The two leading studies on the subject both found that Medicare for All would save in national health spending — a University of Massachusetts Amherst study estimated $5.1 trillion in savings over ten years, while a more conservative George Mason University study estimated $2 trillion over ten years. Anyone saying we can’t pay for it is lying. The question isn’t how are we going to pay for it? The question is how do we best invest the savings this will bring?

It’s especially frustrating to see Democratic contenders use these right-wing talking points on the campaign trail to earn points with voters. But any candidate who tells you universal healthcare is impossible lacks the imagination to be your President. And any Congressmember who tells you they won’t vote for it lacks the conviction to be your representative. This isn’t about finding funds. The funds are there. This is about what kind of country we want to be. This is about codifying our values in legislation, if they are indeed our values.

These candidates will also tell you that the proper way forward is a public option, but a public option cannot achieve the cost savings that Medicare for All would. A public option will be one of many plans, so the system will not save nearly as much on administrative costs. Furthermore, the HHS Secretary will have far less power to negotiate lower drug prices than they would with Medicare for All. Finally, a public option will do nothing for the millions of people who have insurance but can’t afford their deductibles and/or copays. Candidates who promote this plan as the ideal healthcare system are being disingenuous. They’re trying to appear both progressive and practical but are actually doing neither.
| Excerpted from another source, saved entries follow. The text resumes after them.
use crate::app::Application;
use crate::config::AppSettings;
use crate::error::AppError;
use crate::monitor::IdleMonitor;
use crate::worker::Signal;
use parking_lot::Mutex;
use std::collections::HashMap;
use std::sync::Arc;
use tracing::{debug, error, info};

/// A registered application and the lock serializing its start/restart
struct Slot {
    app: Arc<Application>,
    /// `true` once the first start has been attempted
    lifecycle: tokio::sync::Mutex<bool>,
}

/// Process-wide map from application name to its single live instance.
///
/// # Locking
///
/// The map itself is guarded by a short synchronous lock that is never held
/// across an await. Starting or restarting an application happens under
/// that application's own async lock, so a slow worker spawn only delays
/// requests for the same application.
pub struct Registry {
    settings: Arc<AppSettings>,
    apps: Mutex<HashMap<String, Arc<Slot>>>,
    monitor: Arc<dyn IdleMonitor>,
}

impl Registry {
    /// Create an empty registry.
    ///
    /// Returns `Arc<Self>` because the registry is shared by every request
    /// handler task.
    pub fn new(settings: AppSettings, monitor: Arc<dyn IdleMonitor>) -> Arc<Self> {
        Arc::new(Self {
            settings: Arc::new(settings),
            apps: Mutex::new(HashMap::new()),
            monitor,
        })
    }

    pub fn settings(&self) -> &Arc<AppSettings> {
        &self.settings
    }

    /// Return the live application for `name`.
    ///
    /// A new name is classified and started. A known application whose
    /// restart markers fire has its workers killed; the instance stays
    /// registered and spawns a fresh worker on its next connection.
    pub async fn get(&self, name: &str) -> Result<Arc<Application>, AppError> {
        debug!(app = name, "Looking up application");
        let slot = self.slot_for(name)?;

        {
            let mut started = slot.lifecycle.lock().await;
            if !*started {
                *started = true;
                if let Err(e) = slot.app.start().await {
                    error!(app = name, error = %e, "Failed to start application");
                    slot.app.kill(Signal::Term, true).await;
                    return Err(e);
                }
            } else if slot.app.restart_needed() {
                info!(app = name, "Restarting application");
                slot.app.kill(Signal::Term, true).await;
            }
        }

        self.monitor.accessed(&slot.app);
        Ok(Arc::clone(&slot.app))
    }

    fn slot_for(&self, name: &str) -> Result<Arc<Slot>, AppError> {
        let mut apps = self.apps.lock();
        if let Some(slot) = apps.get(name) {
            return Ok(Arc::clone(slot));
        }

        let app = Arc::new(Application::for_name(name, &self.settings)?);
        self.monitor.track(&app);
        let slot = Arc::new(Slot {
            app,
            lifecycle: tokio::sync::Mutex::new(false),
        });
        apps.insert(name.to_string(), Arc::clone(&slot));
        Ok(slot)
    }

    /// Currently registered application, without starting anything
    pub fn lookup(&self, name: &str) -> Option<Arc<Application>> {
        self.apps.lock().get(name).map(|slot| Arc::clone(&slot.app))
    }

    pub fn names(&self) -> Vec<String> {
        let mut names: Vec<String> = self.apps.lock().keys().cloned().collect();
        names.sort();
        names
    }

    pub fn len(&self) -> usize {
        self.apps.lock().len()
    }

    pub fn is_empty(&self) -> bool {
        self.apps.lock().is_empty()
    }

    /// Remove and close every application.
    ///
    /// Workers are signalled without waiting for them to exit, since this
    /// runs while the proxy itself is going down. Workers still starting
    /// are stopped too, and closed applications spawn no new ones. Calling
    /// it again on an empty registry does nothing.
    pub async fn shutdown(&self) {
        let mut stopped = 0usize;
        loop {
            let next = {
                let mut apps = self.apps.lock();
                let key = apps.keys().next().cloned();
                key.and_then(|k| apps.remove(&k))
            };
            let Some(slot) = next else {
                break;
            };

            slot.app.close().await;
            // The monitor may already be stopped
            let _ = self.monitor.untrack(&slot.app);
            stopped += 1;
        }
        if stopped > 0 {
            info!(count = stopped, "Stopped all applications");
        }
    }
}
Medicare for All is the only plan that embodies the values of Disability Justice, that takes those ideas we talked about in that room in Detroit and makes them manifest, makes them real. It brings more people into the kind of room I stood in in Austin, normalizing mental health treatment for millions. It creates public health solutions — not criminal justice solutions — to the public health emergency of our time, an overdose crisis that we are well equipped to end. Perhaps most importantly, it rectifies one of this country’s greatest moral failings — our inability to protect the vulnerable. It ensures that no one will ever need to march or chant or be arrested to hold on to what should be an essential principle in this country: if you are sick, you should be able to see a doctor. Medicare for All addresses the ableist roots of our healthcare crisis. It rips them out entirely. In its place, it creates something new, something necessary.
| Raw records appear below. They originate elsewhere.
use serde::Deserialize;
use std::path::{Path, PathBuf};
use std::time::Duration;

/// Global configuration for the proxy
#[derive(Debug, Deserialize, Clone, Default)]
pub struct Config {
    /// Listener configuration
    #[serde(default)]
    pub server: ServerConfig,

    /// Where applications live and how their workers are launched
    #[serde(default)]
    pub apps: AppSettings,

    /// Idle monitor settings
    #[serde(default)]
    pub monitor: MonitorConfig,
}

#[derive(Debug, Deserialize, Clone)]
pub struct ServerConfig {
    /// HTTP port (default: 20559, set to 0 to disable)
    #[serde(default = "default_listen_port")]
    pub port: u16,

    /// Bind address (default: 127.0.0.1)
    #[serde(default = "default_bind_address")]
    pub bind: String,
}

impl Default for ServerConfig {
    fn default() -> Self {
        Self {
            port: default_listen_port(),
            bind: default_bind_address(),
        }
    }
}

/// Filesystem layout and worker launch settings shared by every application.
///
/// `socket_root` and `log_root` default to `_sockets` and `_logs` inside
/// `host_root` when left unset; use the accessor methods rather than the raw
/// fields to get the effective paths.
#[derive(Debug, Deserialize, Clone)]
pub struct AppSettings {
    /// Directory holding one entry per application
    #[serde(default = "default_host_root")]
    pub host_root: PathBuf,

    /// Directory for worker sockets (default: `<host_root>/_sockets`)
    pub socket_root: Option<PathBuf>,

    /// Directory for worker logs (default: `<host_root>/_logs`)
    pub log_root: Option<PathBuf>,

    /// Executable started once per worker as `<launcher> --server <socket>`
    #[serde(default = "default_launcher")]
    pub launcher: PathBuf,

    /// Application name used when no candidate matches the request host
    #[serde(default = "default_app_name")]
    pub default_app: String,

    /// Maximum time to wait for a worker's socket to appear
    #[serde(default = "default_startup_timeout")]
    pub startup_timeout_secs: u64,

    /// Interval between readiness polls in milliseconds
    #[serde(default = "default_poll_interval")]
    pub poll_interval_ms: u64,

    /// PATH handed to workers (default: the proxy's own PATH)
    pub worker_path: Option<String>,
}

impl Default for AppSettings {
    fn default() -> Self {
        Self {
            host_root: default_host_root(),
            socket_root: None,
            log_root: None,
            launcher: default_launcher(),
            default_app: default_app_name(),
            startup_timeout_secs: default_startup_timeout(),
            poll_interval_ms: default_poll_interval(),
            worker_path: None,
        }
    }
}

impl AppSettings {
    /// Settings rooted at `host_root`, everything else defaulted
    pub fn with_host_root(host_root: impl Into<PathBuf>) -> Self {
        Self {
            host_root: host_root.into(),
            ..Self::default()
        }
    }

    /// Set the launcher executable (builder pattern)
    pub fn with_launcher(mut self, launcher: impl Into<PathBuf>) -> Self {
        self.launcher = launcher.into();
        self
    }

    /// Set the readiness timeout in seconds (builder pattern)
    pub fn with_startup_timeout_secs(mut self, secs: u64) -> Self {
        self.startup_timeout_secs = secs;
        self
    }

    pub fn socket_root(&self) -> PathBuf {
        self.socket_root
            .clone()
            .unwrap_or_else(|| self.host_root.join("_sockets"))
    }

    pub fn log_root(&self) -> PathBuf {
        self.log_root
            .clone()
            .unwrap_or_else(|| self.host_root.join("_logs"))
    }

    pub fn startup_timeout(&self) -> Duration {
        Duration::from_secs(self.startup_timeout_secs)
    }

    pub fn poll_interval(&self) -> Duration {
        Duration::from_millis(self.poll_interval_ms)
    }

    /// PATH value for spawned workers
    pub fn worker_path(&self) -> String {
        self.worker_path
            .clone()
            .or_else(|| std::env::var("PATH").ok())
            .unwrap_or_else(|| "/usr/local/bin:/usr/bin:/bin".to_string())
    }

    fn validate(&self) -> Result<(), String> {
        if self.launcher.as_os_str().is_empty() {
            return Err("apps: 'launcher' must not be empty".to_string());
        }
        if self.startup_timeout_secs == 0 {
            return Err("apps: 'startup_timeout_secs' must be greater than 0".to_string());
        }
        if self.poll_interval_ms == 0 || self.poll_interval_ms >= 1000 {
            return Err("apps: 'poll_interval_ms' must be between 1 and 999".to_string());
        }
        if self.default_app.is_empty() {
            return Err("apps: 'default_app' must not be empty".to_string());
        }
        Ok(())
    }
}

#[derive(Debug, Deserialize, Clone)]
pub struct MonitorConfig {
    /// Idle time in seconds after which an application's workers are killed
    #[serde(default = "default_idle_timeout")]
    pub idle_timeout_secs: u64,

    /// How often the idle monitor checks for idle applications
    #[serde(default = "default_reap_interval")]
    pub reap_interval_secs: u64,
}

impl Default for MonitorConfig {
    fn default() -> Self {
        Self {
            idle_timeout_secs: default_idle_timeout(),
            reap_interval_secs: default_reap_interval(),
        }
    }
}

impl MonitorConfig {
    pub fn idle_timeout(&self) -> Duration {
        Duration::from_secs(self.idle_timeout_secs)
    }

    pub fn reap_interval(&self) -> Duration {
        Duration::from_secs(self.reap_interval_secs)
    }
}

// Default value functions
fn default_listen_port() -> u16 {
    20559
}

fn default_bind_address() -> String {
    "127.0.0.1".to_string()
}

fn default_host_root() -> PathBuf {
    dirs_next::home_dir()
        .unwrap_or_else(|| PathBuf::from("."))
        .join(".devgate")
}

fn default_launcher() -> PathBuf {
    PathBuf::from("devgate-launcher")
}

fn default_app_name() -> String {
    "default".to_string()
}

fn default_startup_timeout() -> u64 {
    30 // 30 seconds
}

fn default_poll_interval() -> u64 {
    100 // 100ms
}

fn default_idle_timeout() -> u64 {
    600 // 10 minutes
}

fn default_reap_interval() -> u64 {
    10
}

impl Config {
    pub fn load<P: AsRef<Path>>(path: P) -> anyhow::Result<Self> {
        let content = std::fs::read_to_string(path)?;
        let config: Config = toml::from_str(&content)?;
        config.validate()?;
        Ok(config)
    }

    /// Validate all configuration
    pub fn validate(&self) -> anyhow::Result<()> {
        let mut errors = Vec::new();

        if let Err(e) = self.apps.validate() {
            errors.push(e);
        }
        if self.monitor.reap_interval_secs == 0 {
            errors.push("monitor: 'reap_interval_secs' must be greater than 0".to_string());
        }

        if !errors.is_empty() {
            anyhow::bail!("Configuration errors:\n  - {}", errors.join("\n  - "));
        }

        Ok(())
    }
}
For me, it always comes back to Gatsby. Fitzgerald wrote, “There is no difference between men, in intelligence or race, so profound as the difference between the sick and the well.” What he’s talking about is ableism, the idea that illness is weakness, that it is choice, that it deserves punishment. For many, that punishment is death. It’s this ableism that’s embodied in every new creative Republican effort to repeal the ACA, but also in every Democratic effort to promote anything less than what we need.

Many of us will vote in the months ahead in what will be the most consequential election of our lifetimes. Not just because we are confronting fascism. But because for the first time in our lives, we have two candidates with a truly transformative vision for how this country ought to function. For that reason alone, the work ahead is not a burden. It’s an opportunity. We are not cursed with these enemies and obstacles. We are blessed to be alive at a time when we can actually transform America. That starts with rethinking healthcare. It starts with Medicare for All. It starts with each of us, casting our ballots and contacting our representatives and marching and rallying and protesting in the pursuit of something bold, transformative, and just.